# ASSIGNMENT
Output, please, exactly those lines of the listing that come before the line with "exactly one attempt", along with that line itself.

----------

//! Retry + circuit breaker + fallback around one backend call.

use std::future::Future;

use tracing::{debug, warn};

use super::circuit::{CircuitBreaker, CircuitBreakerConfig};
use super::fallback::Fallback;
use super::retry::{RetryConfig, with_retry};
use crate::telemetry;
use crate::types::{Domain, InvocationResult};
use crate::{HuginnError, Result};

/// Resilient wrapper for the backend calls of one domain.
///
/// Layering, outermost first:
///
/// 1. circuit breaker: an open circuit skips the operation entirely
/// 2. retry: transient errors are re-attempted with backoff, except for a
///    half-open trial, which gets exactly one attempt
/// 3. the operation itself
///
/// A whole retry sequence counts as one outcome for the breaker. Whenever
/// the circuit rejects the call or the retries end in an error, the
/// fallback (if any) is rendered and returned as
/// [`InvocationResult::Fallback`]; the error is only logged.
pub struct ResilientInvoker {
    domain: Domain,
    retry: RetryConfig,
    breaker: CircuitBreaker,
}

impl ResilientInvoker {
    /// The breaker is named after the domain.
    pub fn new(domain: Domain, retry: RetryConfig, breaker: CircuitBreakerConfig) -> Self {
        Self {
            domain,
            retry,
            breaker: CircuitBreaker::new(domain.as_str(), breaker),
        }
    }

    pub fn domain(&self) -> Domain {
        self.domain
    }

    pub fn breaker(&self) -> &CircuitBreaker {
        &self.breaker
    }

    pub fn retry_config(&self) -> &RetryConfig {
        &self.retry
    }

    /// Run `operation` under the breaker and retry policy.
    ///
    /// `operation` is called once per attempt. Without a fallback, failures
    /// surface as [`InvocationResult::Failure`].
    pub async fn invoke<F, Fut>(
        &self,
        operation: F,
        fallback: Option<&dyn Fallback>,
    ) -> InvocationResult
    where
        F: Fn() -> Fut,
        Fut: Future<Output = Result<String>>,
    {
        let domain = self.domain.as_str();

        let Some(permit) = self.breaker.try_acquire() else {
            debug!(domain, "circuit open, skipping backend");
            return self.degrade(HuginnError::CircuitOpen(domain.to_string()), fallback);
        };

        // a half-open trial is a single call, never a retry sequence
        let single_attempt;
        let retry = if permit.is_probe() {
            single_attempt = RetryConfig::disabled();
            &single_attempt
        } else {
            &self.retry
        };

        match with_retry(retry, domain, operation).await {
            Ok(text) => {
                permit.success();
                InvocationResult::Success(text)
            }
            Err(e) => {
                permit.failure();
                self.degrade(e, fallback)
            }
        }
    }

    fn degrade(&self, error: HuginnError, fallback: Option<&dyn Fallback>) -> InvocationResult {
        let domain = self.domain.as_str();
        match fallback {
            Some(fallback) => {
                warn!(domain, kind = error.kind().as_str(), error = %error, "serving fallback");
                metrics::counter!(telemetry::FALLBACKS_TOTAL, "domain" => domain).increment(1);
                InvocationResult::Fallback(fallback.render())
            }
            None => {
                warn!(domain, kind = error.kind().as_str(), error = %error, "backend call failed");
                InvocationResult::Failure(error)
            }
        }
    }
}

----------

# TASK SOLUTION
//! Retry + circuit breaker + fallback around one backend call.

use std::future::Future;

use tracing::{debug, warn};

use super::circuit::{CircuitBreaker, CircuitBreakerConfig};
use super::fallback::Fallback;
use super::retry::{RetryConfig, with_retry};
use crate::telemetry;
use crate::types::{Domain, InvocationResult};
use crate::{HuginnError, Result};

/// Resilient wrapper for the backend calls of one domain.
///
/// Layering, outermost first:
///
/// 1. circuit breaker: an open circuit skips the operation entirely
/// 2. retry: transient errors are re-attempted with backoff, except for a
///    half-open trial, which gets exactly one attempt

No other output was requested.